Beetroot raita recipe.Thayirpachadi,ie raita is an integral part of south Indian meal.No festive feast is complete without a raita.The way it is made in south India is little different from how it is made elsewhere.After mixing in the veggies with curd,a tempering with mustard,urad dal and asafoetida is added to the raita,making it absolutely flavorful and tasty.Today I am blogging a thayirpachadi recipe which is not quite popular as cucumber or carrot.Yes beetroot raita is an uncommon yet very very tasty one,I read this recipe in a magazine and was hooked to it immediately. Beetroot is one veggie that many detest,that includes me too :),I am always on look out for recipes that would mask the sweetness of beetroot and I really loved this raita.In this recipe,grated beetroot is sauteed in little oil until the raw smell goes off and boiled until soft.This step takes off the sweetness to a great extent.Then curd,salt and tempering is added as usual.Try this raita,you will love this even though you don’t like beetroot.
Beetroot raita recipe
1 medium sized beetroot,peeled and grated
1 1/4 cup curd,whisked well
2 teaspoons oil
1/2 teaspoon mustard seeds
1 teaspoon urad dal
1/4 teaspoon asafoetida
2 dried red chillies
10-12 curry leaves
Oil to temper
1.Heat a pan and add 2 teaspoons oil.Add the grated beet and saute till raw smell goes off.Now add some water and cook till soft.

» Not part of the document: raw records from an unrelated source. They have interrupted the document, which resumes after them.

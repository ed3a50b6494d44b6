//! Turn Orchestrator
//!
//! Drives the conversation one turn at a time:
//!
//! 1. Listen for an utterance
//! 2. End the session if it contains an exit keyword
//! 3. Drop empty or rejected input without calling anything else
//! 4. Ask the rate limiter; on denial speak the "try again later" reply and pause
//! 5. Render the prompt from memory and generate with bounded retry
//! 6. Record the exchange in memory (successful replies only)
//! 7. Speak the reply with role labels removed
//!
//! Nothing in a turn is fatal. Speech failures are logged and the loop
//! carries on; the only way out is the exit keyword.

use anyhow::Result;
use std::sync::Arc;
use tracing::{debug, error, info, warn, Instrument};
use uuid::Uuid;

use super::memory::ConversationMemory;
use super::reply::LabelStripper;
use crate::clock::{Clock, Sleeper, SystemClock, TokioSleeper};
use crate::config::{Config, ConversationConfig};
use crate::llm::retry::{GenerationOutcome, GenerationRetrier};
use crate::llm::LLMProvider;
use crate::rate_limiter::RateLimiter;
use crate::sanitizer::{Sanitizer, Validation};
use crate::speech::{Synthesizer, Transcriber};

/// What one turn did
#[derive(Debug, Clone, PartialEq, Eq)]
pub enum TurnOutcome {
    /// An exit keyword was heard
    Terminated,

    /// Silence, a failed listen, or whitespace
    NoInput,

    /// The sanitizer refused the utterance
    Rejected,

    /// The rate limiter denied the request; the rate-limit reply was spoken
    RateLimited,

    /// A generated reply was recorded and spoken
    Replied { spoken: String },

    /// Generation failed or ran out of attempts; the apology was spoken
    Degraded { spoken: String },
}

/// Canned replies and exit keywords
#[derive(Debug, Clone)]
pub struct TurnSettings {
    exit_keywords: Vec<String>,
    rate_limited_reply: String,
}

impl TurnSettings {
    pub fn new(exit_keywords: Vec<String>, rate_limited_reply: impl Into<String>) -> Self {
        Self {
            exit_keywords: exit_keywords
                .into_iter()
                .map(|k| k.trim().to_lowercase())
                .filter(|k| !k.is_empty())
                .collect(),
            rate_limited_reply: rate_limited_reply.into(),
        }
    }

    /// Whether `text` contains any exit keyword, ignoring case
    pub fn is_exit(&self, text: &str) -> bool {
        let lowered = text.to_lowercase();
        self.exit_keywords.iter().any(|k| lowered.contains(k.as_str()))
    }
}

impl Default for TurnSettings {
    fn default() -> Self {
        Self::from(&ConversationConfig::default())
    }
}

impl From<&ConversationConfig> for TurnSettings {
    fn from(config: &ConversationConfig) -> Self {
        Self::new(
            config.exit_keywords.clone(),
            config.rate_limited_reply.clone(),
        )
    }
}

/// Counters for one session
#[derive(Debug, Clone, Copy, Default, PartialEq, Eq)]
pub struct SessionStats {
    pub turns: usize,
    pub replies: usize,
    pub degraded: usize,
    pub rate_limited: usize,
    pub ignored: usize,
    pub speech_failures: usize,
}

/// Owns every piece of conversation state and runs the loop
pub struct TurnOrchestrator {
    transcriber: Box<dyn Transcriber>,
    synthesizer: Box<dyn Synthesizer>,
    sanitizer: Sanitizer,
    limiter: RateLimiter,
    memory: ConversationMemory,
    retrier: GenerationRetrier,
    stripper: LabelStripper,
    settings: TurnSettings,
    sleeper: Arc<dyn Sleeper>,
    stats: SessionStats,
}

impl TurnOrchestrator {
    /// Assemble an orchestrator from its parts
    ///
    /// Uses default exit keywords and replies and sleeps on the tokio timer;
    /// see [`with_settings`](Self::with_settings) and
    /// [`with_sleeper`](Self::with_sleeper).
    pub fn new(
        transcriber: Box<dyn Transcriber>,
        synthesizer: Box<dyn Synthesizer>,
        sanitizer: Sanitizer,
        limiter: RateLimiter,
        memory: ConversationMemory,
        retrier: GenerationRetrier,
    ) -> Result<Self> {
        let stripper = LabelStripper::new([
            memory.label(sdk::Role::User),
            memory.label(sdk::Role::Assistant),
        ])?;

        Ok(Self {
            transcriber,
            synthesizer,
            sanitizer,
            limiter,
            memory,
            retrier,
            stripper,
            settings: TurnSettings::default(),
            sleeper: Arc::new(TokioSleeper),
            stats: SessionStats::default(),
        })
    }

    /// Build everything from config around the given collaborators
    pub fn from_config(
        config: &Config,
        transcriber: Box<dyn Transcriber>,
        synthesizer: Box<dyn Synthesizer>,
        provider: Arc<dyn LLMProvider>,
    ) -> Result<Self> {
        let clock: Arc<dyn Clock> = Arc::new(SystemClock);
        let orchestrator = Self::new(
            transcriber,
            synthesizer,
            Sanitizer::with_max_chars(config.sanitizer.max_chars)?,
            RateLimiter::from_config(&config.rate_limit, clock),
            ConversationMemory::from_config(&config.memory),
            GenerationRetrier::from_config(provider, &config.retry, &config.conversation),
        )?;

        Ok(orchestrator.with_settings(TurnSettings::from(&config.conversation)))
    }

    pub fn with_settings(mut self, settings: TurnSettings) -> Self {
        self.settings = settings;
        self
    }

    /// Sleeper used for the pause after a rate-limit denial
    pub fn with_sleeper(mut self, sleeper: Arc<dyn Sleeper>) -> Self {
        self.sleeper = sleeper;
        self
    }

    /// Run turns until an exit keyword is heard
    pub async fn run(&mut self) -> SessionStats {
        let session = Uuid::new_v4();
        let span = tracing::info_span!("session", id = %session);

        async {
            info!("Conversation started");
            loop {
                if self.step().await == TurnOutcome::Terminated {
                    break;
                }
            }
            info!(
                "Conversation ended after {} turns ({} replies, {} degraded, {} rate limited)",
                self.stats.turns, self.stats.replies, self.stats.degraded, self.stats.rate_limited
            );
        }
        .instrument(span)
        .await;

        self.stats
    }

    /// Listen once and handle what was heard
    pub async fn step(&mut self) -> TurnOutcome {
        let heard = self.transcriber.listen().await;
        if let sdk::ListenOutcome::Failed(failure) = &heard {
            debug!("Listen produced no text: {}", failure);
        }
        self.handle_utterance(&heard.into_text()).await
    }

    /// Run one turn for already-transcribed text
    pub async fn handle_utterance(&mut self, raw: &str) -> TurnOutcome {
        self.stats.turns += 1;

        if self.settings.is_exit(raw) {
            info!("Exit keyword heard, ending conversation");
            return TurnOutcome::Terminated;
        }

        let utterance = match self.sanitizer.validate(raw) {
            Validation::Valid(utterance) => utterance,
            Validation::Empty => {
                self.stats.ignored += 1;
                return TurnOutcome::NoInput;
            }
            Validation::Rejected(_) => {
                self.stats.ignored += 1;
                return TurnOutcome::Rejected;
            }
        };

        if !self.limiter.allow() {
            self.stats.rate_limited += 1;
            let reply = self.settings.rate_limited_reply.clone();
            self.say(&reply).await;
            self.sleeper.sleep(self.limiter.cooldown()).await;
            return TurnOutcome::RateLimited;
        }

        let prompt = self.memory.render_prompt(&utterance.text);
        let outcome = self.retrier.generate(&prompt).await;

        match outcome {
            GenerationOutcome::Reply(reply) => {
                self.memory.record(&utterance.text, &reply);
                let spoken = self.stripper.for_speech(&reply);
                self.stats.replies += 1;
                self.say(&spoken).await;
                TurnOutcome::Replied { spoken }
            }
            degraded => {
                match &degraded {
                    GenerationOutcome::Exhausted { attempts, .. } => {
                        warn!("Generation exhausted after {} attempts", attempts)
                    }
                    _ => warn!("Generation failed, apologising"),
                }
                let spoken = degraded.text().to_string();
                self.stats.degraded += 1;
                self.say(&spoken).await;
                TurnOutcome::Degraded { spoken }
            }
        }
    }

    async fn say(&mut self, text: &str) {
        if text.is_empty() {
            debug!("Nothing to speak");
            return;
        }

        if let Err(e) = self.synthesizer.speak(text).await {
            self.stats.speech_failures += 1;
            error!("Speech output failed: {}", e);
        }
    }

    pub fn memory(&self) -> &ConversationMemory {
        &self.memory
    }

    pub fn limiter(&self) -> &RateLimiter {
        &self.limiter
    }

    pub fn stats(&self) -> SessionStats {
        self.stats
    }
}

2.Take the boiled beetroot in a bowl and add the whisked curd and salt to it.Mix well
3.Do a tempering of all the ingredients mentioned in “for tempering” and add it to beetroot-curd along with the oil.Mix well and serve.
1.You can add green chilli and crushed ginger in place of red chilli
2.Mae sure to saute the beetroot well else there will be a raw sweet taste in the raita.